Tag: European Language Data Space

  • 7 thoughts: takeaways from the European Language Data Space Workshop

    7 thoughts: takeaways from the European Language Data Space Workshop

    On Monday 15th September, I was a panelist and participant at the country workshop for Austria on the European Language Data Space. I’ll have to profess that I went into the day relatively uninformed about the project, so greatly appreciated the introduction about the European LDS. It was also good for me to take off my “Aufsichtsbrille” and understand what possibilities like beyond my small corner.
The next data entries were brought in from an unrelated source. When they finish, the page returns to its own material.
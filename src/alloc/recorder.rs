//! The trace session: a bounded event buffer and the file it drains into.
//!
//! The buffer lives in its own anonymous mapping rather than on the heap, and
//! flushing goes straight through `open(2)`/`write(2)`/`close(2)` with a stack
//! buffer, so recording never calls back into the allocator it is tracing.

use std::{io::Write, mem, ptr::NonNull, slice};

use serde::Serialize;

use super::event::AllocationEvent;
use crate::{
    config::TraceConfig,
    error::{Result, TraceError},
    os::{
        fd::{FdWriter, OutputPath, RawFile},
        mem::MmapRegion,
    },
    rawln,
    serialize::log_format::LogLine,
};

/// Fixed-capacity, append-only storage for events.
pub struct EventBuffer {
    region: MmapRegion,
    capacity: usize,
    len: usize,
}

impl EventBuffer {
    pub fn new(capacity: usize) -> Result<Self> {
        let bytes = capacity
            .checked_mul(mem::size_of::<AllocationEvent>())
            .ok_or(TraceError::InvalidConfig("buffer capacity is too large"))?;
        let region = MmapRegion::map_noreserve(bytes)
            .map_err(|source| TraceError::MapBuffer { bytes, source })?;
        Ok(Self {
            region,
            capacity,
            len: 0,
        })
    }

    fn base(&self) -> NonNull<AllocationEvent> {
        // SAFETY: mappings are never null, and page alignment covers the
        // alignment of `AllocationEvent`
        unsafe { NonNull::new_unchecked(self.region.as_ptr().cast()) }
    }

    /// Append `event`, or hand it back if the buffer is full.
    pub fn push(&mut self, event: AllocationEvent) -> Result<(), AllocationEvent> {
        if self.len == self.capacity {
            return Err(event);
        }
        // SAFETY: `len < capacity`, and the region holds `capacity` events
        unsafe { self.base().as_ptr().add(self.len).write(event) };
        self.len += 1;
        Ok(())
    }

    pub fn events(&self) -> &[AllocationEvent] {
        // SAFETY: the first `len` slots have been written
        unsafe { slice::from_raw_parts(self.base().as_ptr(), self.len) }
    }

    pub fn clear(&mut self) {
        self.len = 0;
    }

    pub fn len(&self) -> usize {
        self.len
    }

    pub fn is_empty(&self) -> bool {
        self.len == 0
    }

    pub fn is_full(&self) -> bool {
        self.len == self.capacity
    }

    pub fn capacity(&self) -> usize {
        self.capacity
    }
}

/// Running totals for one tracer.
#[derive(Clone, Copy, Debug, Default, PartialEq, Eq, Serialize)]
pub struct TraceStats {
    /// Events accepted into the buffer
    pub recorded: u64,
    /// Lines written to the output
    pub written: u64,
    /// Events dropped because their flush failed
    pub lost: u64,
    /// Flushes that had something to write
    pub flushes: u64,
}

/// Trace session state. Every method must be called with the tracer's guard
/// held and the instrumentation flag raised.
pub struct Recorder {
    armed: bool,
    output: Option<OutputPath>,
    config: TraceConfig,
    buffer: Option<EventBuffer>,
    stats: TraceStats,
}

impl Recorder {
    pub const fn new() -> Self {
        Self {
            armed: false,
            output: None,
            config: TraceConfig::DEFAULT,
            buffer: None,
            stats: TraceStats {
                recorded: 0,
                written: 0,
                lost: 0,
                flushes: 0,
            },
        }
    }

    pub fn is_armed(&self) -> bool {
        self.armed
    }

    pub fn config(&self) -> &TraceConfig {
        &self.config
    }

    pub fn stats(&self) -> TraceStats {
        self.stats
    }

    pub fn buffered(&self) -> usize {
        self.buffer.as_ref().map_or(0, EventBuffer::len)
    }

    pub fn output(&self) -> Option<&OutputPath> {
        self.output.as_ref()
    }

    /// Start recording into `output`, creating it if needed. An armed
    /// recorder first drains into its previous output, and stays disarmed if
    /// anything here fails.
    pub fn arm(&mut self, output: OutputPath, config: TraceConfig) -> Result<()> {
        if self.armed {
            let _ = self.flush();
        }
        self.armed = false;
        config.validate()?;
        drop(RawFile::open_append(&output).map_err(TraceError::Open)?);
        match &mut self.buffer {
            Some(buffer) if buffer.capacity() == config.buffer_capacity => buffer.clear(),
            slot => *slot = Some(EventBuffer::new(config.buffer_capacity)?),
        }
        self.output = Some(output);
        self.config = config;
        self.armed = true;
        Ok(())
    }

    /// Stop recording and drain whatever is buffered. Harmless when already
    /// disarmed.
    pub fn disarm(&mut self) -> Result<usize> {
        self.armed = false;
        self.flush()
    }

    /// Buffer `event`, flushing first if the buffer is full. A no-op unless
    /// armed.
    pub fn record(&mut self, event: AllocationEvent) {
        if !self.armed {
            return;
        }
        let Some(buffer) = &mut self.buffer else {
            return;
        };
        let event = match buffer.push(event) {
            Ok(()) => {
                self.stats.recorded += 1;
                return;
            }
            Err(event) => event,
        };
        let _ = self.flush();
        if let Some(buffer) = &mut self.buffer {
            if buffer.push(event).is_ok() {
                self.stats.recorded += 1;
            }
        }
    }

    /// Write every buffered event to the output and empty the buffer. The
    /// buffer is emptied even if writing fails; those events are lost.
    pub fn flush(&mut self) -> Result<usize> {
        let (Some(buffer), Some(output)) = (&mut self.buffer, &self.output) else {
            return Ok(0);
        };
        if buffer.is_empty() {
            return Ok(0);
        }
        let n = buffer.len();
        self.stats.flushes += 1;
        let result = write_events(
            output,
            buffer.events(),
            self.config.backtrace_depth,
            self.config.resolve_symbols,
        );
        buffer.clear();
        match result {
            Ok(()) => {
                self.stats.written += n as u64;
                Ok(n)
            }
            Err(e) => {
                self.stats.lost += n as u64;
                rawln!("alloc-trace: dropped {} events: {}", n, e);
                Err(e)
            }
        }
    }
}

impl Default for Recorder {
    fn default() -> Self {
        Self::new()
    }
}

fn write_events(
    output: &OutputPath,
    events: &[AllocationEvent],
    depth: usize,
    resolve: bool,
) -> Result<()> {
    let file = RawFile::open_append(output).map_err(TraceError::Open)?;
    let mut w = FdWriter::new(&file);
    for event in events {
        serde_json::to_writer(&mut w, &LogLine::new(event, depth, resolve))
            .map_err(|e| TraceError::Write(e.into()))?;
        w.write_all(b"\n").map_err(TraceError::Write)?;
    }
    w.flush().map_err(TraceError::Write)
}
    1. Language data is so much more than text-based corpora: while initial training of LLMs used massive text-based corpora, language data can be so much more than text-based. With Speech-to-Text and Text-to-Speech being increasingly frequently uses, there are naturally massive audio language data files. My voice alarms’ female British English accent probably primed me to think only of a very small number of voices covering a locale.
      However, particularly for training speech-to-text applications,you need vast audio files covering massive ranges of accents, dialects, ages, pitches of voice. New text-based language data sets are increasingly made up of synthetic data. This led me to wonder about the adequate labeling of datasets.
    2. Getting the language data in is comparatively easy, but the training stage is time-consuming and expensive. Even if the language data is readily available at a low cost, that is only part of the story. The compute power required is time-consuming – cases were mentioned of days, weeks and months. And the compute power is not cheap. And then if say a tiny part of the data is then removed and must no longer be used in the model, how do you get it out.
      After all, retraining on a new “clean” dataset means more training weeks/months and compute time. This issue is why I am not surprised that Anthrophic et al. are choosing billion dollar settlements in legal cases, rather than the cost of retraining and/or the hard work “getting the toothpaste back in the tube”.
    3. Monetization of language data in Europe is a new concept: BigTechs have also got around some of the issues surrounding data scraping by setting up deals with platforms to allow them to use their data for AI training. Google’s $60m a year deal with Reddit in February 2024 was cited on several occasions. As I put these thoughts into text, there are stories breaking of even bigger/closer ties.
      One intervention of mine during the panel was that monetization might present problems for example for authorities – for example where supervisory authorities are funded by supervisory fees, supervisory entities might not be happy that the data created in their being supervised is monetized and only available for them for a fee.
    4. Europe does things differently: Europe thinks in hardware, software and innovation cycles that are still remarkably slow compared to the US or Asia. The LLM/GenAI age and increasing frequency / shortening intervals between releases shows these cycles as being too long. Maybe this is why there are no European BigTech players. Europe might be falling behind due to over-engineering. To use a language allegory, Europe is a “guardian of usage” stifling rather than driving innovation, possibly due to heavier touch regulation.
      However, at the same time, Europe’s appraoch is more one of “for the greater good”, rather than the personal enrichment of the select few. The literary translation keynote from the FIT World Congress in Geneva given by Anton Hur touched on how Silicon Valley specialises in vaporware.
    5. Metadata plays a massive role: when I started using a CAT tool, it was as simple as have source and target languages in TUs. However, since I started at the FMA, I have really understood the need for additional metadata – e.g. to indicate the supervisory area, locales, various usage fields etc. Volume/amount of data is not the only indicator of value of that data. BigTech always goes towards the “big(ger) is (more) beautiful” approach regarding the amount of data used to train LLMs. So yes, small (with good metadata) can be just as beautiful.
    6. “Getting the toothpaste back in the tube” – how do you remove data from models? One of the biggest asymmetries is the difficulty of removing data from a model without having to retrain the model compared to getting data in the model. It really is a black box. Similarly, with language constantly changing there is always the issue that data that is current now, does not always remain current, and therefore needs replacing. It would be interesting to understand the breakdown between the training and production costs of models, to understand how big the assymetry is (I can only assume it is a large one!).
    7. I’ve always understood the value of data, but not been able to value it: the platform for monetization of data really brought home the value of data – and reinforced that there is also real value in well-curated data (as I see from my work with translation memories and termbases). The “fuzziness” of synthetic data also brings home the real value that lies in human-curated data.